Prenons les critères de qualité et de personnel dans les unités de soins intensifs, là où sont regroupés les malades les plus graves : ils ne sont pas forcément respectés ! Carence en personnel, surcharge de travail, stress provoqué par des malades lourds finissent par constituer une équation difficile à vivre. Certaines infirmières comptent leurs fausses couches avant d’avoir une grossesse à terme dans certains services. 

Or, depuis quarante ans, la ligne des femmes et des hommes politiques, de droite comme de gauche, en matière de santé reste la même : la confier à des économistes et des médecins experts. Des inconscients pourraient rêver d’un monde sans politique, uniquement gouverné par des sommités. Mais la démonstration a été faite en Italie : ça ne marche pas. En 2011, un économiste, Mario Monti, a formé un gouvernement en dehors des partis, avec des technocrates, seulement des technocrates : il n’a tenu que quelques mois à la tête de l’État et n’a permis aucune sortie de crise ! Diriger un pays est une affaire politique et le domaine de la santé en est un bon exemple. Qui a créé la Sécurité sociale en 1945 ? Les forces politiques au pouvoir alors que la France manquait de tout, K.-O. debout.
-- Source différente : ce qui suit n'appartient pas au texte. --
//! Checksums and ciphers for globe tile storage
//!
//! This crate provides the integrity and obfuscation primitives used by
//! the bundle store and the quadtree packet codec.
//!
//! # Components
//!
//! - **CRC-32**: trailing checksums on bundle headers and records
//! - **Packet cipher**: keyed XOR applied to compressed quadtree packets
//!
//! # Examples
//!
//! ```
//! use globestore_crypto::crc;
//!
//! assert_eq!(crc::crc32(b"123456789"), 0xCBF4_3926);
//! ```

#![warn(missing_docs)]

pub mod crc;
pub mod error;
pub mod xor;

pub use crc::{CRC_SIZE, crc32};
pub use error::{CrcError, CryptoError};
pub use xor::PacketCipher;
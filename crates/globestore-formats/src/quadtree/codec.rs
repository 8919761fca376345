//! Stored form of quadtree packets: serialize, compress, then XOR.

use crate::compress::{compress_packet, decompress_packet};
use crate::quadtree::error::Result;
use crate::quadtree::packet::QuadtreePacket;
use globestore_crypto::PacketCipher;

/// Encode a packet into the form stored in a bundle.
pub fn encode_quadtree_packet(packet: &QuadtreePacket, cipher: &PacketCipher) -> Result<Vec<u8>> {
    let raw = packet.build()?;
    let mut stored = compress_packet(&raw)?;
    cipher.apply(&mut stored);
    Ok(stored)
}

/// Decode a packet read from a bundle.
pub fn decode_quadtree_packet(stored: &[u8], cipher: &PacketCipher) -> Result<QuadtreePacket> {
    let compressed = cipher.decode(stored);
    let raw = decompress_packet(&compressed)?;
    QuadtreePacket::parse(&raw)
}
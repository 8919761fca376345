//! Quadtree addresses.
//!
//! A path names one tile of the global quadtree by the list of quadrants
//! chosen on the way down from the root. It is packed into a `u64`:
//!
//! | Bits | Field |
//! |------|-------|
//! | 63..62 | Quadrant at level 1 |
//! | 61..60 | Quadrant at level 2 |
//! | ... | ... |
//! | 17..16 | Quadrant at level 24 |
//! | 4..0 | Level (0-24) |
//!
//! Unused quadrant bits are zero, so comparing the packed values orders
//! paths in pre-order: a parent sorts before its children and siblings
//! sort by quadrant.
//!
//! Quadrants within a tile are numbered
//!
//! ```text
//! +---+---+
//! | 3 | 2 |  row 1
//! +---+---+
//! | 0 | 1 |  row 0
//! +---+---+
//! ```

use crate::quadtree::error::{QuadtreeError, Result};
use binrw::{BinRead, BinWrite};
use std::fmt;
use std::str::FromStr;

/// Deepest level a path can address.
pub const MAX_LEVEL: u32 = 24;

const LEVEL_MASK: u64 = 0x1F;
const ROW_BITS: [u32; 4] = [0, 0, 1, 1];
const COL_BITS: [u32; 4] = [0, 1, 1, 0];

/// Location of a tile in the quadtree
#[derive(Debug, Clone, Copy, Default, PartialEq, Eq, PartialOrd, Ord, Hash, BinRead, BinWrite)]
#[brw(little)]
pub struct QuadtreePath {
    #[br(assert(QuadtreePath::is_valid_raw(path), "invalid packed quadtree path {:#018x}", path))]
    path: u64,
}

impl QuadtreePath {
    /// Serialized size in bytes.
    pub const SERIAL_SIZE: usize = 8;

    /// The root tile.
    pub const fn root() -> Self {
        Self { path: 0 }
    }

    /// Build a path from a list of quadrants (each 0-3).
    pub fn from_branches(branches: &[u8]) -> Result<Self> {
        if branches.len() > MAX_LEVEL as usize {
            return Err(QuadtreeError::InvalidPath(format!(
                "{} levels exceeds maximum of {MAX_LEVEL}",
                branches.len()
            )));
        }
        let mut path = Self::root();
        for &quad in branches {
            path = path.child(quad)?;
        }
        Ok(path)
    }

    /// Build a path from a level and the row/column of the tile at that
    /// level.
    pub fn from_level_row_col(level: u32, row: u32, col: u32) -> Result<Self> {
        if level > MAX_LEVEL {
            return Err(QuadtreeError::InvalidPath(format!(
                "level {level} exceeds maximum of {MAX_LEVEL}"
            )));
        }
        if row >> level != 0 || col >> level != 0 {
            return Err(QuadtreeError::InvalidPath(format!(
                "row {row} / column {col} out of range at level {level}"
            )));
        }
        let mut path = Self::root();
        for j in (0..level).rev() {
            let r = (row >> j) & 1;
            let c = (col >> j) & 1;
            let quad = match (r, c) {
                (0, 0) => 0,
                (0, _) => 1,
                (_, 1) => 2,
                _ => 3,
            };
            path = path.child(quad)?;
        }
        Ok(path)
    }

    /// Reconstruct a path from its packed form.
    pub fn from_raw(path: u64) -> Result<Self> {
        if !Self::is_valid_raw(path) {
            return Err(QuadtreeError::InvalidPath(format!(
                "invalid packed quadtree path {path:#018x}"
            )));
        }
        Ok(Self { path })
    }

    fn is_valid_raw(path: u64) -> bool {
        let level = (path & LEVEL_MASK) as u32;
        if level > MAX_LEVEL {
            return false;
        }
        // Everything below the used quadrant bits other than the level must be zero
        let used = Self::prefix_mask(level);
        path & !used & !LEVEL_MASK == 0
    }

    const fn prefix_mask(level: u32) -> u64 {
        if level == 0 {
            0
        } else {
            !0u64 << (64 - 2 * level)
        }
    }

    /// Packed representation.
    pub const fn raw(&self) -> u64 {
        self.path
    }

    /// Number of quadrants in the path.
    pub const fn level(&self) -> u32 {
        (self.path & LEVEL_MASK) as u32
    }

    /// True for the root tile.
    pub const fn is_root(&self) -> bool {
        self.path == 0
    }

    /// Quadrant chosen at depth `index` (0-based).
    pub fn branch(&self, index: u32) -> Option<u8> {
        if index >= self.level() {
            return None;
        }
        Some(((self.path >> (62 - 2 * index)) & 3) as u8)
    }

    /// Iterate over the quadrants from the root down.
    pub fn branches(&self) -> impl Iterator<Item = u8> + '_ {
        (0..self.level()).filter_map(|i| self.branch(i))
    }

    /// Path of quadrant `quad` below this tile.
    pub fn child(&self, quad: u8) -> Result<Self> {
        if quad > 3 {
            return Err(QuadtreeError::InvalidPath(format!(
                "quadrant {quad} out of range"
            )));
        }
        let level = self.level();
        if level >= MAX_LEVEL {
            return Err(QuadtreeError::InvalidPath(format!(
                "cannot descend below level {MAX_LEVEL}"
            )));
        }
        let bits = u64::from(quad) << (62 - 2 * level);
        Ok(Self {
            path: ((self.path & !LEVEL_MASK) | bits) + u64::from(level + 1),
        })
    }

    /// Path of the enclosing tile, `None` at the root.
    pub fn parent(&self) -> Option<Self> {
        let level = self.level();
        if level == 0 {
            return None;
        }
        Some(self.truncated(level - 1))
    }

    /// The ancestor at `level`, or `self` if already at or above it.
    pub fn truncated(&self, level: u32) -> Self {
        if level >= self.level() {
            return *self;
        }
        Self {
            path: (self.path & Self::prefix_mask(level)) | u64::from(level),
        }
    }

    /// True if `other` lies in the subtree rooted at this tile (a path is
    /// its own ancestor).
    pub fn is_ancestor_of(&self, other: &Self) -> bool {
        self.level() <= other.level() && other.truncated(self.level()) == *self
    }

    /// Path of `descendant` relative to this tile.
    pub fn relative_path(&self, descendant: &Self) -> Option<Self> {
        if !self.is_ancestor_of(descendant) {
            return None;
        }
        let level = self.level();
        let rel_level = descendant.level() - level;
        let bits = (descendant.path & !LEVEL_MASK) << (2 * level);
        Some(Self {
            path: bits | u64::from(rel_level),
        })
    }

    /// Append the quadrants of `suffix` to this path.
    pub fn concat(&self, suffix: &Self) -> Result<Self> {
        let level = self.level() + suffix.level();
        if level > MAX_LEVEL {
            return Err(QuadtreeError::InvalidPath(format!(
                "concatenated path has {level} levels, maximum is {MAX_LEVEL}"
            )));
        }
        let bits = (suffix.path & !LEVEL_MASK) >> (2 * self.level());
        Ok(Self {
            path: (self.path & !LEVEL_MASK) | bits | u64::from(level),
        })
    }

    /// Index of the ancestor at `level` among the `4^level` tiles of that
    /// level, counted in quadrant order.
    pub fn as_index(&self, level: u32) -> u64 {
        let level = level.min(self.level());
        if level == 0 {
            return 0;
        }
        self.path >> (64 - 2 * level)
    }

    /// Level, row and column of the tile.
    pub fn level_row_col(&self) -> (u32, u32, u32) {
        let mut row = 0;
        let mut col = 0;
        for quad in self.branches() {
            row = (row << 1) | ROW_BITS[quad as usize];
            col = (col << 1) | COL_BITS[quad as usize];
        }
        (self.level(), row, col)
    }
}

impl fmt::Display for QuadtreePath {
    fn fmt(&self, f: &mut fmt::Formatter<'_>) -> fmt::Result {
        for quad in self.branches() {
            write!(f, "{quad}")?;
        }
        Ok(())
    }
}

impl FromStr for QuadtreePath {
    type Err = QuadtreeError;

    fn from_str(s: &str) -> Result<Self> {
        let branches = s
            .bytes()
            .map(|b| match b {
                b'0'..=b'3' => Ok(b - b'0'),
                _ => Err(QuadtreeError::InvalidPath(format!(
                    "invalid quadrant character in {s:?}"
                ))),
            })
            .collect::<Result<Vec<u8>>>()?;
        Self::from_branches(&branches)
    }
}
#![allow(clippy::expect_used, clippy::panic, clippy::unwrap_used)]

//! Dump the header and segment table of a bundle.
//!
//! Usage:
//!   GLOBESTORE_BUNDLE_PATH=/path/to/bundle cargo run --example dump_bundle \
//!       -p globestore-bundle
//!
//! Set `RUST_LOG=debug` to see header loading, `GLOBESTORE_DUMP_BYTES` to
//! change how much of the first segment is printed.

mod common;

use globestore_bundle::FileBundleReader;
use tracing_subscriber::EnvFilter;

fn main() {
    tracing_subscriber::fmt()
        .with_env_filter(EnvFilter::from_default_env())
        .init();

    let path = common::bundle_path();
    let reader = FileBundleReader::open(&path).expect("failed to open bundle");

    println!("Bundle: {}", reader.path().display());
    println!("  header:          {} bytes", reader.header_size());
    println!("  original dir:    {}", reader.orig_path().display());
    println!("  segment break:   {}", reader.segment_break());
    println!("  data size:       {}", reader.data_size());
    println!("  relative paths:  {}", reader.was_relative_paths());
    println!();

    println!("{:>5}  {:<16} {:>12}  {:>16}  original dir", "#", "file", "size", "first address");
    for (i, segment) in reader.segments().iter().enumerate() {
        println!(
            "{i:>5}  {:<16} {:>12}  {:>16}  {}",
            segment.name(),
            segment.data_size(),
            i as u64 * reader.segment_break(),
            segment.orig_path().display()
        );
    }

    let mut manifest = Vec::new();
    reader
        .append_manifest(&mut manifest, None)
        .expect("failed to build manifest");
    println!("\nManifest:");
    for entry in &manifest {
        println!(
            "  {} <- {} ({} bytes)",
            entry.orig_path.display(),
            entry.current_path.display(),
            entry.data_size
        );
    }

    let max = common::dump_bytes();
    if let Some(first) = reader.segments().first() {
        let len = first.data_size().min(max as u64) as usize;
        if len > 0 {
            println!("\nFirst {len} bytes of {}:", first.name());
            let bytes = reader.read_at_vec(0, len).expect("failed to read");
            common::hex_dump(&bytes, max);
        }
    }
}
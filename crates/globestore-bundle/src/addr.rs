//! Record addresses inside a bundle

use crate::{BundleError, Result};
use binrw::io::Cursor;
use binrw::{BinRead, BinWrite};

/// Location of one record in a bundle's virtual address space.
///
/// Serialized as 12 little-endian bytes: offset (u64) then size (u32).
/// A zero size marks an empty or missing record.
#[derive(Debug, Clone, Copy, Default, PartialEq, Eq, Hash, BinRead, BinWrite)]
#[brw(little)]
pub struct FileBundleAddr {
    /// Virtual address of the first byte
    pub offset: u64,
    /// Record length in bytes
    pub size: u32,
}

impl FileBundleAddr {
    /// Serialized size in bytes.
    pub const SERIAL_SIZE: usize = 12;

    /// Create an address.
    pub const fn new(offset: u64, size: u32) -> Self {
        Self { offset, size }
    }

    /// True if the address refers to a record.
    pub const fn is_valid(&self) -> bool {
        self.size != 0
    }

    /// Serialize to 12 bytes.
    pub fn to_bytes(&self) -> Result<[u8; Self::SERIAL_SIZE]> {
        let mut buf = [0u8; Self::SERIAL_SIZE];
        self.write(&mut Cursor::new(&mut buf[..]))
            .map_err(|e| BundleError::Internal(format!("cannot serialize address: {e}")))?;
        Ok(buf)
    }

    /// Parse from the first 12 bytes of `data`.
    pub fn from_bytes(data: &[u8]) -> Result<Self> {
        Self::read(&mut Cursor::new(data)).map_err(|e| {
            BundleError::Corruption(format!("truncated bundle address ({} bytes): {e}", data.len()))
        })
    }
}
La médecine du XXIe siècle ne devrait avoir qu’une ambition : devenir une médecine de coopération, permettant une valorisation individuelle des professionnels au service de politiques de santé publique. Et aussi utiliser les nouveaux moyens de communication, y compris les réseaux sociaux. Nous en sommes loin : nous inventons une usine à gaz, le dossier médical partagé, un « machin » déjà obsolète, tandis que Google développe des programmes autrement performants ! Nous devrions créer une grande université des sciences de la santé avec des passerelles entre toutes ces professions et anticiper les évolutions de la société. Nous préférons morceler les formations, protéger la vanité des pouvoirs universitaires et rendre le parcours des étudiants en médecine impraticable. Il faudrait se réveiller, arrêter de se contenter de regarder avec fatalisme les évolutions du monde. 

Le modèle économique de la tarification à l’activité voulait la concurrence entre le système de l’hôpital public, les soins de ville, les établissements privés à but lucratif et ceux à but non lucratif. En dix ans, le fameux hôpital-entreprise a ravagé les mentalités humanistes et bienveillantes. Une des priorités devrait sans doute être l’amélioration du quotidien des soignants. Le moins qu’on puisse dire est que ce n’est pas la tendance. Exemple : les professionnels ont dû se mettre au service de systèmes informatiques complexes qui ont rendu paradoxalement leurs tâches plus difficiles… Les infirmières comme les médecins passent jusqu’à un tiers de leur temps de travail à coder ou à envoyer aux caisses d’assurance maladie leurs actes pour permettre aux établissements de soins d’être payés, ou à tenter de faire fonctionner des logiciels inadaptés à leur travail. Ne demandez pas aux systèmes informatiques d’être compatibles les uns avec les autres : vous perdez votre temps ! Les systèmes de communication des services d’urgences sont si peu performants que la plupart des soignants utilisent leur propre smartphone en cas… d’urgence ! 

Le quotidien est harassant et ce n’est pas la faute des malades.